→ **WORK TO BE COMPLETED**:
What you produce should be every line from the data that includes "DepsDevIdentitySource".

START PROVIDED RECORDS

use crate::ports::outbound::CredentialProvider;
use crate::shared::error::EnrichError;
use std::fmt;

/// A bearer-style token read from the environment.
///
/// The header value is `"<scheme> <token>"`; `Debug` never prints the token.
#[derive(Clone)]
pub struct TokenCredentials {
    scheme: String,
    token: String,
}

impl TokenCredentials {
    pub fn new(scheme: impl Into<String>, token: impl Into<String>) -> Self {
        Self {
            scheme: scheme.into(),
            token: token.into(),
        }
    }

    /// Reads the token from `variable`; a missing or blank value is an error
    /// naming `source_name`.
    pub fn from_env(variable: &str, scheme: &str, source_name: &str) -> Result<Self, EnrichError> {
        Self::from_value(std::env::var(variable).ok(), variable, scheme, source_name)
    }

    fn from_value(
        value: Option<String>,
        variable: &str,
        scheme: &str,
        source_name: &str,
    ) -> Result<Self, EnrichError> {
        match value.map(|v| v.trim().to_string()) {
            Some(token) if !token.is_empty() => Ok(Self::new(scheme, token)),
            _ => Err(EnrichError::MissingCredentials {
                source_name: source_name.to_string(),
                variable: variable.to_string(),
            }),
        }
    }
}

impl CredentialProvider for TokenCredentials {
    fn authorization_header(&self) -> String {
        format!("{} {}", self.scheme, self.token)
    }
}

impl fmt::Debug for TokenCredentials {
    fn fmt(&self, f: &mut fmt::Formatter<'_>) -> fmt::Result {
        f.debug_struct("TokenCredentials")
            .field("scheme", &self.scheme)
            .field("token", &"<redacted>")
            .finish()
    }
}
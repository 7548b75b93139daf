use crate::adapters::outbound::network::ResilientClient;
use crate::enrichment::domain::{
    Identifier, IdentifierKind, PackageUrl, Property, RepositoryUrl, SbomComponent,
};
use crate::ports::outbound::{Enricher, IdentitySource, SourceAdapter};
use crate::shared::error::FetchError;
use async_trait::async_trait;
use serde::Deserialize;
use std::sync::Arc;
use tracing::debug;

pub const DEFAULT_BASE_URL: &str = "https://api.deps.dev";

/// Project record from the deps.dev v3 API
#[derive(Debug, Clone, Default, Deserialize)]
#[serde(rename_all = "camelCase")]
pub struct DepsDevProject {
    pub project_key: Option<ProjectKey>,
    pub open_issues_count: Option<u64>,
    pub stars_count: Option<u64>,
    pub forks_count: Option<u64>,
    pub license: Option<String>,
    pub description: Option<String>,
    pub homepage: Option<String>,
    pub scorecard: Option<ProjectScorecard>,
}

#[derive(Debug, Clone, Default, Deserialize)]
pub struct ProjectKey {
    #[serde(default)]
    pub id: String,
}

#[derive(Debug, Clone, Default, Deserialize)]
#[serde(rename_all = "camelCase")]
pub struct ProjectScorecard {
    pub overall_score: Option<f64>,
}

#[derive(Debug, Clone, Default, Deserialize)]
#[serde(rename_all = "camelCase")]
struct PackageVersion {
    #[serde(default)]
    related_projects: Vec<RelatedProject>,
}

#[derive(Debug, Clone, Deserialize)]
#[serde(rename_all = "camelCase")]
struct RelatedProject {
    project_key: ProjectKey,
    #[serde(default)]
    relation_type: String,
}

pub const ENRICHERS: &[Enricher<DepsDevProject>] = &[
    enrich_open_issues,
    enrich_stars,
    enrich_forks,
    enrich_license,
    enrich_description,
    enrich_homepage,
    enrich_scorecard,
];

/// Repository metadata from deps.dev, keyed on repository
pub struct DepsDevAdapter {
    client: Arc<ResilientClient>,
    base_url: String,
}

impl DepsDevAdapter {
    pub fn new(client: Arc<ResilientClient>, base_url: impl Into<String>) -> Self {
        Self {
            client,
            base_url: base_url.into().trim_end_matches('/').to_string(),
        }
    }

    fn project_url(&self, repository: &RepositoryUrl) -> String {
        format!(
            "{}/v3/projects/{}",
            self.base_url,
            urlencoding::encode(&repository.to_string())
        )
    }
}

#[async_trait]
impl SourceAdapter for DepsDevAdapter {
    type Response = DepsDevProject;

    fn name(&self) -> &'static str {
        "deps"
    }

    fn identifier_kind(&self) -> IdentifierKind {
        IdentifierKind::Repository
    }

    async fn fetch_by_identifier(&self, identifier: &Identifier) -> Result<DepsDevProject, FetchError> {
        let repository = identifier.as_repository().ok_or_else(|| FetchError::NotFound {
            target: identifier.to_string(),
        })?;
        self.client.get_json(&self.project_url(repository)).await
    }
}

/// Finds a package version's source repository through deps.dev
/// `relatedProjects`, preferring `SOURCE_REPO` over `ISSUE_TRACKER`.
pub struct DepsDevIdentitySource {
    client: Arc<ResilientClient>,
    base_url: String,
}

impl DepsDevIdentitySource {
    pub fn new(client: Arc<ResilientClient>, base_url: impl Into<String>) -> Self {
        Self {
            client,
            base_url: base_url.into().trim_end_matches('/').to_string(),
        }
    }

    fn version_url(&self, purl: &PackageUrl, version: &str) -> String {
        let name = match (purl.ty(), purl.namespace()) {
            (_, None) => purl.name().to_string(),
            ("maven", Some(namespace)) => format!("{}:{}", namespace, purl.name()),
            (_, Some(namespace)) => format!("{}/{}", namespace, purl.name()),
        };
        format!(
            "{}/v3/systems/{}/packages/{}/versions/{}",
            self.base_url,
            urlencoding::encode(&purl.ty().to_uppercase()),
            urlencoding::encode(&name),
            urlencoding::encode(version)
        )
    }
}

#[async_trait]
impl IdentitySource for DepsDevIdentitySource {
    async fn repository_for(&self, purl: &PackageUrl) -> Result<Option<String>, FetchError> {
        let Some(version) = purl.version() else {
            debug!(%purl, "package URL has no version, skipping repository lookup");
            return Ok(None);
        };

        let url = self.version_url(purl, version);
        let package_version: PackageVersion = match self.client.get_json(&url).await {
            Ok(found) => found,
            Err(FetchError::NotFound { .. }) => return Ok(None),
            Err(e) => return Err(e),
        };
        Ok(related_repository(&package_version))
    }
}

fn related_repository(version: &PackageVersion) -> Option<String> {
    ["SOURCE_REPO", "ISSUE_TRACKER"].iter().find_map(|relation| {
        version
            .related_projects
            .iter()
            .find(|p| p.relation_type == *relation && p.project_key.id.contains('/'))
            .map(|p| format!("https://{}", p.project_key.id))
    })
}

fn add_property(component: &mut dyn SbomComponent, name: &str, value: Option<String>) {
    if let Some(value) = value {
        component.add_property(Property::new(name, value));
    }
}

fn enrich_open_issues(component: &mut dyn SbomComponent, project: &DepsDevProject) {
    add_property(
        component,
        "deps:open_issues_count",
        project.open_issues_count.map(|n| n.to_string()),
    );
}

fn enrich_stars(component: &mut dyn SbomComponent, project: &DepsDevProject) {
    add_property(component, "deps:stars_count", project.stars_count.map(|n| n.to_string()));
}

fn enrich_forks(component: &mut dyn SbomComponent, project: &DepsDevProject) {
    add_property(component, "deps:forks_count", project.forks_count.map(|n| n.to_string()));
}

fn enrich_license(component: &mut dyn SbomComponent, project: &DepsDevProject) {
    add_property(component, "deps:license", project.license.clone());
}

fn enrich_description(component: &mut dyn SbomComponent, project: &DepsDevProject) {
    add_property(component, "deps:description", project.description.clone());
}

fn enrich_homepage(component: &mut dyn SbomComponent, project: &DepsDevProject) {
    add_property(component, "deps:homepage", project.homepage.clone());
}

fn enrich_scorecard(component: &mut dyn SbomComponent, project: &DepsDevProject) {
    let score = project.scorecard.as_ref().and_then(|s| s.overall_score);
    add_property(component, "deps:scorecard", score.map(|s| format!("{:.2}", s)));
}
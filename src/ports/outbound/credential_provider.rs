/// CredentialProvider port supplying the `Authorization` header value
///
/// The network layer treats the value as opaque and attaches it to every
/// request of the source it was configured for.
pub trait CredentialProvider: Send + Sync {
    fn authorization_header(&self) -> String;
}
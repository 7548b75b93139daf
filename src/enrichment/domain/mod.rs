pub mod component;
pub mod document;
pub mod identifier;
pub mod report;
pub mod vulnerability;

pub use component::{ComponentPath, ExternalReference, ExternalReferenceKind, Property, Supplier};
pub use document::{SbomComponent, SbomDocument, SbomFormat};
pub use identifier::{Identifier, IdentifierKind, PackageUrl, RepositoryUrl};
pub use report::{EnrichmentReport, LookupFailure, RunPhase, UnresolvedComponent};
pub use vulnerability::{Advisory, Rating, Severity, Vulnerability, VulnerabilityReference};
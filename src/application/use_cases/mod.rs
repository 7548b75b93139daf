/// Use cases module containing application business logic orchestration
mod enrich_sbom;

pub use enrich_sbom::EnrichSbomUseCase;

END PROVIDED RECORDS

→ **THE ANSWER**:
pub struct DepsDevIdentitySource {
impl DepsDevIdentitySource {
impl IdentitySource for DepsDevIdentitySource {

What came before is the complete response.